Muncie transformed into a business leader in the early 1900s with the relocation of Ball Corporation to Muncie from the East Coast. This company became a Fortune 500 Company and its heritage and presence are seen throughout the area. The Ball families and their foundations have had a tremendous impact on the growth and stability of the community. Other local large companies and not-for-profits continue to drive our economy like Ball State University, Muncie Power Products, Progress Rail (a Caterpillar Co.), MPT Muncie/Magna Power Train, Cardinal Health Services, First Merchants Bank, IU Health Ball Memorial Hospital, Meridian Health, DIY Group, Maxon Corp (a Honeywell Co.), Mursix Corp, Delaware Machinery, Youth Opportunity Center, Prestige Portraits, Lifetouch, Ontario Systems, Accutech, Ontario Systems, Northwest Bank, Keihin AirCon North America, Navient, Concentrix, American Health Network, Exide Technologies, Mid-West Metal Products, Spartech, R&L Carries, among many others.

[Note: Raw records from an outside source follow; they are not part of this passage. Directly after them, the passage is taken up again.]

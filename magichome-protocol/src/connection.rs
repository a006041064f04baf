//! Device connection state.
//!
//! A device connection is either open or not; there is no handshake. The
//! client reports its connection through [`ConnectionState`]; connecting an
//! open connection and disconnecting a closed one leave the state unchanged.

use std::fmt;

/// Connection state of a device client.
#[derive(Debug, Clone, Copy, PartialEq, Eq, Hash, Default)]
pub enum ConnectionState {
    /// No connection is open.
    #[default]
    Disconnected,

    /// A TCP connection to the device is open.
    Connected,
}

impl ConnectionState {
    /// Returns true when a connection is open.
    pub fn is_connected(self) -> bool {
        self == Self::Connected
    }
}

impl fmt::Display for ConnectionState {
    fn fmt(&self, f: &mut fmt::Formatter<'_>) -> fmt::Result {
        match self {
            Self::Disconnected => write!(f, "Disconnected"),
            Self::Connected => write!(f, "Connected"),
        }
    }
}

Decades ago our area was a major manufacturer of automobile components and systems. Most of those businesses have since consolidated into other divisions or they’ve moved to other US regions. Ball Corporation relocated to Colorado in the 1980s. Muncie, however, has done a great job at reinventing itself via other business services and specifically advanced manufacturing, food processing, logistics and distribution, alternative energy, and information technology. Of course, we’re also an amazing Division 1 College town, and Ball State University and Ivy Tech (our local state community college) continue to grow.
Who knew Muncie was such a boomtown? When natural gas was discovered here in the late 1800’s, shrewd businessmen flocked here to set up industry, making Muncie THE place to be in Indiana.
In 1886, the Ball Brothers relocated their glass business to Muncie, becoming one of the region’s largest employers and benefactors. Their significant generosity directly contributed to the creation of Ball State University, Ball Memorial Hospital, the Masonic Temple (now Cornerstone Center for the Arts) and Minnetrista Cultural Center. The Ball Brothers Foundation continues their philanthropic legacy to this day.